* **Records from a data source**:
*-*-*
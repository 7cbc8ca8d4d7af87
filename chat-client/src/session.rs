//! Session lifecycle: login, registration, restore, logout.
//!
//! The manager owns the only copy of the bearer token, its durable mirror in
//! storage, and a generation counter. The counter is bumped whenever a
//! session ends, so a response to a request issued under an older generation
//! can be recognised and dropped.

use std::fmt;
use std::sync::{Mutex, MutexGuard, PoisonError};

use flowchat_core::validate::{self, ValidationError};
use flowchat_types::{AuthResponse, LoginRequest, RegisterRequest};
use thiserror::Error;
use tracing::{debug, info, warn};

use crate::api::{ApiError, ChatApi};
use crate::storage::{KeyValueStore, StorageError, TOKEN_KEY};

/// Session errors.
#[derive(Debug, Error)]
pub enum SessionError {
    /// The server rejected the username/password pair.
    #[error("invalid username or password")]
    InvalidCredentials,

    /// Registration conflict.
    #[error("username is already taken")]
    UsernameTaken,

    /// Registration password below the minimum length.
    #[error("password must be at least {min} characters")]
    WeakPassword {
        /// Required minimum.
        min: usize,
    },

    /// Form input failed validation; no request was made.
    #[error(transparent)]
    Validation(ValidationError),

    /// A stored token was rejected by the server.
    #[error("saved session is no longer valid")]
    Invalid,

    /// No session is active.
    #[error("not logged in")]
    NotLoggedIn,

    /// Any other API failure.
    #[error("api error: {0}")]
    Api(#[from] ApiError),

    /// Persisting or clearing the token failed.
    #[error("storage error: {0}")]
    Storage(#[from] StorageError),
}

impl From<ValidationError> for SessionError {
    fn from(e: ValidationError) -> Self {
        match e {
            ValidationError::PasswordTooShort { min } => SessionError::WeakPassword { min },
            other => SessionError::Validation(other),
        }
    }
}

/// An authenticated identity.
#[derive(Clone, PartialEq, Eq)]
pub struct Session {
    /// Canonical identity name.
    pub username: String,
    /// Display color.
    pub color: String,
    token: String,
    valid: bool,
}

impl Session {
    fn from_auth(auth: AuthResponse) -> Self {
        Self {
            username: auth.username,
            color: auth.color,
            token: auth.token,
            valid: true,
        }
    }

    /// Opaque bearer token.
    pub fn token(&self) -> &str {
        &self.token
    }

    /// `false` once the session has been ended.
    pub fn is_valid(&self) -> bool {
        self.valid
    }
}

impl fmt::Debug for Session {
    fn fmt(&self, f: &mut fmt::Formatter<'_>) -> fmt::Result {
        f.debug_struct("Session")
            .field("username", &self.username)
            .field("color", &self.color)
            .field("token", &"[REDACTED]")
            .field("valid", &self.valid)
            .finish()
    }
}

/// Token and generation captured when a request is issued.
#[derive(Clone, PartialEq, Eq)]
pub struct Credential {
    /// Bearer token to send.
    pub token: String,
    /// Identity the token belongs to.
    pub username: String,
    /// Session generation at capture time.
    pub generation: u64,
}

impl fmt::Debug for Credential {
    fn fmt(&self, f: &mut fmt::Formatter<'_>) -> fmt::Result {
        f.debug_struct("Credential")
            .field("username", &self.username)
            .field("generation", &self.generation)
            .finish_non_exhaustive()
    }
}

#[derive(Debug, Default)]
struct SessionSlot {
    session: Option<Session>,
    generation: u64,
}

impl SessionSlot {
    /// End the current session, if any, and bump the generation.
    fn end(&mut self) -> Option<Session> {
        let mut ended = self.session.take()?;
        self.generation += 1;
        ended.valid = false;
        Some(ended)
    }
}

/// Owns the active session and its durable token.
pub struct SessionManager<A, S> {
    api: A,
    storage: S,
    slot: Mutex<SessionSlot>,
}

impl<A: ChatApi, S: KeyValueStore> SessionManager<A, S> {
    /// Create a manager with no active session.
    pub fn new(api: A, storage: S) -> Self {
        Self {
            api,
            storage,
            slot: Mutex::new(SessionSlot::default()),
        }
    }

    fn slot(&self) -> MutexGuard<'_, SessionSlot> {
        self.slot.lock().unwrap_or_else(PoisonError::into_inner)
    }

    /// API the manager authenticates against.
    pub fn api(&self) -> &A {
        &self.api
    }

    /// Durable storage backing the token.
    pub fn storage(&self) -> &S {
        &self.storage
    }

    /// Active session, if any.
    pub fn current(&self) -> Option<Session> {
        self.slot().session.clone()
    }

    /// Capture the token and generation for a request about to be issued.
    pub fn credential(&self) -> Option<Credential> {
        let slot = self.slot();
        slot.session.as_ref().map(|s| Credential {
            token: s.token.clone(),
            username: s.username.clone(),
            generation: slot.generation,
        })
    }

    /// Current generation.
    pub fn generation(&self) -> u64 {
        self.slot().generation
    }

    /// Whether a request captured at `generation` still belongs to the
    /// active session.
    pub fn is_current(&self, generation: u64) -> bool {
        let slot = self.slot();
        slot.session.is_some() && slot.generation == generation
    }

    /// Authenticate with username and password.
    ///
    /// Empty fields are rejected before any request is made.
    pub async fn login(&self, username: &str, password: &str) -> Result<Session, SessionError> {
        let username = validate::login_fields(username, password)
            .map_err(SessionError::Validation)?;
        let request = LoginRequest {
            username,
            password: password.to_string(),
        };

        let auth = self.api.login(&request).await.map_err(|e| match e {
            ApiError::Unauthorized
            | ApiError::Forbidden(_)
            | ApiError::Status { status: 400, .. } => SessionError::InvalidCredentials,
            other => SessionError::Api(other),
        })?;
        self.install(auth).await
    }

    /// Create an account and log in as it.
    pub async fn register(
        &self,
        username: &str,
        email: Option<&str>,
        password: &str,
    ) -> Result<Session, SessionError> {
        let username = validate::username(username)?;
        let email = validate::email(email)?;
        validate::password(password)?;
        let request = RegisterRequest {
            username,
            email,
            password: password.to_string(),
        };

        let auth = self.api.register(&request).await.map_err(|e| match e {
            ApiError::Status { status: 409, .. } => SessionError::UsernameTaken,
            ApiError::Status { status: 400, ref detail }
                if detail.to_ascii_lowercase().contains("taken")
                    || detail.to_ascii_lowercase().contains("exists") =>
            {
                SessionError::UsernameTaken
            }
            other => SessionError::Api(other),
        })?;
        self.install(auth).await
    }

    /// Validate `token` with the server and adopt it.
    ///
    /// A rejected token is cleared from storage. Transport failures leave it
    /// in place so a later attempt can succeed.
    pub async fn restore(&self, token: &str) -> Result<Session, SessionError> {
        match self.api.me(token).await {
            Ok(user) => {
                self.install(AuthResponse {
                    username: user.username,
                    color: user.color,
                    token: token.to_string(),
                })
                .await
            }
            Err(ApiError::Unauthorized) => {
                debug!("stored token rejected, clearing");
                self.storage.remove(TOKEN_KEY).await?;
                Err(SessionError::Invalid)
            }
            Err(e) => Err(e.into()),
        }
    }

    /// Restore the token saved by a previous run, if there is one.
    pub async fn restore_saved(&self) -> Result<Option<Session>, SessionError> {
        match self.storage.get(TOKEN_KEY).await? {
            Some(token) if !token.is_empty() => self.restore(&token).await.map(Some),
            _ => Ok(None),
        }
    }

    /// End the session locally and tell the server.
    ///
    /// The local session ends even if the server call or clearing the stored
    /// token fails.
    pub async fn logout(&self) -> Result<Session, SessionError> {
        let ended = self.slot().end().ok_or(SessionError::NotLoggedIn)?;
        info!(username = %ended.username, "logged out");

        if let Err(e) = self.api.logout(&ended.token).await {
            warn!(error = %e, "server logout failed, session ended locally");
        }
        if let Err(e) = self.storage.remove(TOKEN_KEY).await {
            warn!(error = %e, "failed to clear stored token");
        }
        Ok(ended)
    }

    /// End the session because the server rejected its token.
    ///
    /// No server call is made.
    pub async fn invalidate(&self) -> Option<Session> {
        let ended = self.slot().end()?;
        warn!(username = %ended.username, "session rejected by server");

        if let Err(e) = self.storage.remove(TOKEN_KEY).await {
            warn!(error = %e, "failed to clear stored token");
        }
        Some(ended)
    }

    async fn install(&self, auth: AuthResponse) -> Result<Session, SessionError> {
        self.storage.set(TOKEN_KEY, &auth.token).await?;
        let session = Session::from_auth(auth);

        let mut slot = self.slot();
        if slot.end().is_some() {
            debug!("replacing active session");
        }
        slot.session = Some(session.clone());
        drop(slot);

        info!(username = %session.username, "session started");
        Ok(session)
    }
}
*-*-*
* **Problem details**: Whenever the word "derive" shows up in a line of the entries, list that line.

* **Expected answer**:
#[derive(Debug, Error)]
#[derive(Clone, PartialEq, Eq)]
#[derive(Clone, PartialEq, Eq)]
#[derive(Debug, Default)]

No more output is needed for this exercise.